La otra manera en la que Francis Ford Coppola nos invita a ver ‘El Padrino III’

'El Padrino, de Mario Puzo. Epílogo: La muerte de Michael Corleone' es el título completo de una excusa perfecta para revisitar la saga mafiosa

Han pasado 30 años desde que la tercera entrega de El Padrino llegó a los cines, y el espectador que no la haya vuelto a ver desde entonces puede que no reconozca de entrada los cambios que Francis Ford Coppola ha introducido en esta nueva versión, estrenada en salas el viernes 3 de diciembre. Hay cambios, y son significativos –el final, por ejemplo, adquiere una dimensión todavía más trágica que el original–, pero Coppola nos brinda sobre todo la ocasión, ya inmejorable, de sentarnos en la butaca a disfrutar de un clásico en la pantalla grande.

Déjense de series, el plan perfecto es revisar las dos primeras partes (están en Amazon Prime Video, Apple TV, Rakkuten, Google Play…), y salir silbando la melodía de Nino Rota para ver la perfeccionada versión de la tercera en sala, antes de que nos quiten ese placer inigualable.

Hay que decir que Coppola es un caso especial. No puede parar de remanipular su obra. En pleno verano nos sorprendió con un nuevo montaje de su obra maestra, Apocalipsis Now (1979) –tan apropiada para los tiempos que siguen corriendo–, que ya era la tercera después de la original, y de aquel Apocalypse Now Redux (2001), que abundaba en conejitas playboy y en opio francés.

No hace tanto que también había retocado su Cotton Club (1984), y la misma trilogía de El Padrino ya había sido objeto de un montaje alternativo, que ordenaba cronológicamente la vida del padre de Michael Corleone (Al Pacino), Don Vito Corleone: aquel niño cuyos padres eran asesinados en Sicilia, llevándole a huir a Nueva York, donde crecería con el rostro de Robert De Niro, y devendría padrino de la familia mafiosa más importante de Nueva York con el de Marlon Brando, que fallecía en la primera entrega, cediendo finalmente el mando al renuente Michael, que acarició la idea de un destino distinto junto a Kay Adams (Diane Keaton).

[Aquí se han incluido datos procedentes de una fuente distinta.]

use clap::{App, Arg, ArgMatches};
use thiserror::Error;

static VERSION: &str = "0.1.0";
static AUTHOR: &str = "apmaros";
static DESCRIPTION: &str = "Browse albums and photos of a remote gallery feed";
const GALLERY: &str = "gallery";
const ALBUM: &str = "album";
const RANDOM: &str = "random";
const SEARCH: &str = "search";
const SELECTOR: &str = "selector";
const QUERY: &str = "query";
const COUNT: &str = "count";
const COUNT_SHORT: &str = "n";
const CONFIG: &str = "config";
const CONFIG_SHORT: &str = "c";
const USER: &str = "user";
const USER_SHORT: &str = "u";
const AUTHKEY: &str = "authkey";
const AUTHKEY_SHORT: &str = "k";
const JSON: &str = "json";
const DEFAULT_COUNT: usize = 6;

#[derive(Debug, Error)]
#[error("{0}")]
pub(crate) struct CliError(pub(crate) String);

pub(crate) fn build_cli<'a>() -> ArgMatches<'a> {
    App::new("feedcache")
        .version(VERSION)
        .author(AUTHOR)
        .about(DESCRIPTION)
        .arg(Arg::with_name(CONFIG)
            .short(CONFIG_SHORT)
            .long(CONFIG)
            .takes_value(true)
            .help("Config file (defaults to $FEEDCACHE_CONFIG, then config.toml)"))
        .arg(Arg::with_name(USER)
            .short(USER_SHORT)
            .long(USER)
            .takes_value(true)
            .help("Gallery owner, instead of the configured default user"))
        .arg(Arg::with_name(AUTHKEY)
            .short(AUTHKEY_SHORT)
            .long(AUTHKEY)
            .takes_value(true)
            .help("Access key of a private album"))
        .arg(Arg::with_name(JSON)
            .long(JSON)
            .takes_value(false)
            .help("Print results as JSON"))
        .subcommand(App::new(GALLERY)
            .about("Lists the albums of the gallery"))
        .subcommand(App::new(ALBUM)
            .about("Lists every photo of an album")
            .arg(Arg::with_name(SELECTOR)
                .index(1)
                .required(true)
                .help("Numeric album id or album name")))
        .subcommand(App::new(RANDOM)
            .about("Picks consecutive photos from a random album")
            .arg(Arg::with_name(COUNT)
                .short(COUNT_SHORT)
                .long(COUNT)
                .takes_value(true)
                .help("How many photos to pick")))
        .subcommand(App::new(SEARCH)
            .about("Searches photos of the gallery")
            .arg(Arg::with_name(QUERY)
                .index(1)
                .required(true)
                .multiple(true)
                .help("Search terms")))
        .get_matches()
}

pub(crate) struct GlobalOpts {
    pub(crate) config_path: Option<String>,
    pub(crate) user: Option<String>,
    pub(crate) auth_key: Option<String>,
    pub(crate) json: bool,
}

impl GlobalOpts {
    pub(crate) fn build(matches: &ArgMatches) -> Self {
        GlobalOpts {
            config_path: matches.value_of(CONFIG).map(String::from),
            user: matches.value_of(USER).map(String::from),
            auth_key: matches.value_of(AUTHKEY).map(String::from),
            json: matches.is_present(JSON),
        }
    }
}

pub(crate) enum CliCommand {
    Gallery,
    Album { selector: String },
    Random { count: usize },
    Search { query: String },
}

impl CliCommand {
    pub(crate) fn build(matches: &ArgMatches) -> Result<Self, CliError> {
        match matches.subcommand() {
            (GALLERY, _) => Ok(CliCommand::Gallery),
            (ALBUM, Some(sub)) => {
                let selector = required(sub, SELECTOR)?;
                Ok(CliCommand::Album { selector })
            }
            (RANDOM, Some(sub)) => {
                let count = match sub.value_of(COUNT) {
                    Some(raw) => raw
                        .parse()
                        .map_err(|_| CliError(format!("--count expects a number, got '{}'", raw)))?,
                    None => DEFAULT_COUNT,
                };
                Ok(CliCommand::Random { count })
            }
            (SEARCH, Some(sub)) => {
                let terms: Vec<&str> = sub.values_of(QUERY).map(|v| v.collect()).unwrap_or_default();
                if terms.is_empty() {
                    return Err(CliError("search needs a query".to_owned()));
                }
                Ok(CliCommand::Search { query: terms.join(" ") })
            }
            ("", _) => Err(CliError("No command was provided, run `feedcache help` to learn more".to_owned())),
            (other, _) => Err(CliError(format!("Command {} is not valid", other))),
        }
    }
}

fn required(matches: &ArgMatches, name: &str) -> Result<String, CliError> {
    matches
        .value_of(name)
        .map(String::from)
        .ok_or_else(|| CliError(format!("missing <{}>", name)))
}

Un elefante en el cementerio

Hay que decir también que, a diferencia de Martin Scorsese, que sigue en plena forma –como quedó patente con la monumental El irlandés (2019)–, Coppola no ha dirigido una gran película desde Drácula de Bram Stoker (1992) –o, si se quiere, Legitima defensa, de John Grisham (1997–. Nadie se acuerda de películas como Twixt (2011) y Distant Vision (2016). Tampoco Tetro (2009), una rareza argentina en blanco y negro, es comparable a sus grandes clásicos.

Su anunciado nuevo proyecto, Megalópolis, en el que Jude Law encarnaría a un arquitecto a lo Frank Lloyd Wright, encargado de levantar una ciudad utópica en las ruinas de Nueva York, produce cierto pavor, y nadie sabe muy bien si llegará a realizarse.

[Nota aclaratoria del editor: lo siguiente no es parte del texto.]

//! Cached access to paginated photo-gallery feeds.

pub mod config;
pub mod feed_cache;
pub mod feed_error;
pub mod feed_loader;
pub mod feed_parser;
pub mod feed_request;
pub mod gallery_client;
pub mod model;
pub mod paginator;
pub mod random_selector;
mod utils;

pub use config::{ConfigError, GalleryConfig};
pub use feed_cache::{CacheStats, CacheStore, FeedCache, MemoryStore};
pub use feed_error::{FeedError, FeedResult};
pub use feed_loader::{FeedLoader, HttpFeedLoader};
pub use feed_parser::{AtomFeedParser, FeedParser, ParseError};
pub use feed_request::{AlbumSelector, EntryKind, FeedEndpoint, FeedPath, FeedRequest};
pub use gallery_client::GalleryClient;
pub use model::{Album, Feed, FeedEntity, FeedShape, Gallery, GeoPoint, Photo, RandomPhotos};
pub use paginator::AlbumPaginator;
pub use random_selector::{log_weight, OsRandom, RandomSelector, RandomSource, WeightFn};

Lo mejor que ha hecho Francis Ford Coppola en las últimas dos décadas, y no es poco decir, ha sido producir las películas de su querida hija, Sofia Coppola, precisamente la gran agraviada por el estreno, hace tres décadas, de la tardía tercera entrega, dieciséis años después de El Padrino II (1974), de lo que ahora se conoce como la Trilogía de El Padrino. Aunque obtuvo nueve nominaciones al Oscar –no se llevó ninguna estatuilla–, y fue un taquillazo en todo el mundo, también fue muy criticada por no estar a la altura de sus predecesoras. Y Sofia cargó con las culpas. Pero empecemos por el principio.

Caballerosidad rústica

El 17 de mayo de 1890, en el Teatro Constanzi de Roma, tuvo lugar el estreno de uno de los mayores éxitos operísticos de todos los tiempos: Cavalleria rusticana, una obra de Pietro Mascagni, sobre un triángulo amoroso entre campesinos sicilianos, que terminaba con un buen charco de sangre.

A finales del siglo XIX, Sicilia estaba de moda en la capital del reino, y aunque la mafia era ya una organización criminal con conexiones en el extranjero, nadie la consideraba como tal. Como explica John Dickie en el imprescindible Cosa Nostra (Debate), “para muchos, mafia aludía a una primitiva concepción del honor, a un rudimentario código de caballerosidad al que obedecían los atrasados habitantes del campo siciliano”.

La mafia se veía como un estado mental, y la Cavalleria rusticana, cuyo reconocible Intermezzo también sonó en los créditos de Toro salvaje (Martin Scorsese, 1980), era su máxima expresión artística. Lógico pues que acabara convertido en el clímax de una trilogía tan operística y shakespeariana como El Padrino; una apoteosis en la que, mientras el inocente hijo de Michael Corleone se estrena como cantante lírico con la obra de Mascagni en el Teatro Massimo de Palermo, muere un montón de gente. No entramos en detalles, para no arruinarles el recuento de cadáveres.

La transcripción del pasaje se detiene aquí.